The next serious fire was the burning of the cotton mill, May 5, '82. It was then owned by Russell Handy and stood about on the site of the present Albany Southern station house. Its destruction was a great loss to our village and especially to the many who had been employed therein. Our most spectacular fire as regards scenic effects was the burning of Canoe (Beaver) mill, Valatie. It was during the memorable blizzard, March 11, 12, 1888, and when the storm was at its height at night. The sky was filled with snowflakes as thickly, and driving as fast and furiously as could be. Only near the doomed building could the fire be definitely located through the blinding snow which so diffused the light of the flames that (with apologies to Shakespeare) it did,

"The multitudinous flakes incarnadine, making the heavens one red"

The separate flakes were of a glowing pink as they fell about our homes two miles away. So vivid was the fiery glow that some, fearing the roofs of their own homes were aflame, rushed out into the storm to see. And there were those who thought that the end of the world was at hand. The burning of that large mill was a great loss to Valatie than was the burning of our own to us.

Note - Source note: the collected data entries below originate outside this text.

//! Backtesting module for the leveraged LP strategy.
//!
//! This module provides:
//! - Historical price loading (CSV and JSON import)
//! - Tick-by-tick simulation engine
//! - Parameter sweep for optimization
//! - Performance metrics calculation
//!
//! # Example
//!
//! ```rust,ignore
//! use lp_farmer::backtest::{BacktestEngine, PriceSeries, SeriesFormat};
//! use lp_farmer::config::{BacktestSettings, StrategyConfig};
//!
//! let series = PriceSeries::load("data/ton_usdt_5m.csv", SeriesFormat::Csv)?;
//! let engine = BacktestEngine::new(series, StrategyConfig::default(), BacktestSettings::default());
//!
//! let result = engine.run(None, None)?;
//! println!("Return: {:.2}%", result.metrics.total_return_pct);
//! ```

mod data;
mod engine;
mod metrics;
mod runner;

pub use data::{PriceSeries, PriceSource, PriceTick, SeriesFormat};
pub use engine::{BacktestEngine, BacktestResult, SnapshotRecord};
pub use metrics::{BacktestMetrics, EquityPoint, RunTotals};
pub use runner::{ParameterSpace, SweepResults, SweepRunner};
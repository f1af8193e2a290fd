//! Unused balances held outside both positions, and the swap-aware cover
//! functions that draw on them.

use crate::utils::decimal::{floor_asset, floor_value, safe_div};
use rust_decimal::Decimal;
use serde::{Deserialize, Serialize};
use tracing::debug;

/// TON and USDT not deployed in the AMM or the lending market.
#[derive(Debug, Clone, Default, PartialEq, Serialize, Deserialize)]
pub struct UnusedFunds {
    pub ton: Decimal,
    pub usdt: Decimal,
    /// Cumulative value (USDT) lost to swap fees
    pub swap_fees_paid: Decimal,
}

impl UnusedFunds {
    pub fn new(ton: Decimal, usdt: Decimal) -> Self {
        Self {
            ton,
            usdt,
            swap_fees_paid: Decimal::ZERO,
        }
    }

    /// Value of both balances in USDT.
    pub fn value(&self, price: Decimal) -> Decimal {
        self.ton * price + self.usdt
    }

    /// Supply up to `amount` USDT: unused USDT first, then TON swapped at
    /// `price` with `swap_fee` charged on the USDT received.
    ///
    /// Returns the USDT actually supplied, which is less than `amount` when
    /// both balances run dry.
    pub fn cover_with_usdt(&mut self, amount: Decimal, price: Decimal, swap_fee: Decimal) -> Decimal {
        if amount <= Decimal::ZERO {
            return Decimal::ZERO;
        }

        let direct = amount.min(self.usdt);
        self.usdt -= direct;

        let shortfall = amount - direct;
        if shortfall == Decimal::ZERO || self.ton <= Decimal::ZERO || price <= Decimal::ZERO {
            return direct;
        }

        let net_rate = price * (Decimal::ONE - swap_fee);
        let ton_spent = safe_div(shortfall, net_rate).min(self.ton);
        let received = floor_value(ton_spent * net_rate).min(shortfall);

        self.ton -= ton_spent;
        self.swap_fees_paid += ton_spent * price - received;

        debug!(
            %ton_spent,
            usdt_received = %received,
            %shortfall,
            "Swapped TON for USDT"
        );

        direct + received
    }

    /// Supply up to `amount` TON: unused TON first, then USDT swapped at
    /// `price` with `swap_fee` charged on the TON received.
    ///
    /// Returns the TON actually supplied, which is less than `amount` when
    /// both balances run dry.
    pub fn cover_with_ton(&mut self, amount: Decimal, price: Decimal, swap_fee: Decimal) -> Decimal {
        if amount <= Decimal::ZERO {
            return Decimal::ZERO;
        }

        let direct = amount.min(self.ton);
        self.ton -= direct;

        let shortfall = amount - direct;
        if shortfall == Decimal::ZERO || self.usdt <= Decimal::ZERO || price <= Decimal::ZERO {
            return direct;
        }

        let net_rate = safe_div(Decimal::ONE - swap_fee, price);
        let usdt_spent = safe_div(shortfall, net_rate).min(self.usdt);
        let received = floor_asset(usdt_spent * net_rate).min(shortfall);

        self.usdt -= usdt_spent;
        self.swap_fees_paid += usdt_spent - received * price;

        debug!(
            %usdt_spent,
            ton_received = %received,
            %shortfall,
            "Swapped USDT for TON"
        );

        direct + received
    }
}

Of the blizzard we need say but briefly, that while much less severe here than to the south of us, none then living had ever seen its likes before. We remember seeing the snowdrifts concealing the top of the doorframe of the house opposite. We recall crawling as best we could along the top of the fence east of us, and wading far a field when obliged to venture out. We recollect the tunnel over the sidewalk near Jacob Cook's house, though which men passed for several days. How all travel was suspended and we without mails and every other communication with the outside world for three or four days; how the supplies of milk and food began to grow scanty and would have failed except for the resource of canned goods, none who passed through those scenes will ever forget. We do not recall, however, that there was much if any actual suffering here. In due time the storm abated and by slow degrees paths and roads were opened up and mails and travel facilities restored. And when, Thursday afternoon, we had papers to read we found that, compared with many other places, Kinderhook had fared very well through an experience not wholly unwelcome once in a lifetime for its impressiveness not without high moral teaching.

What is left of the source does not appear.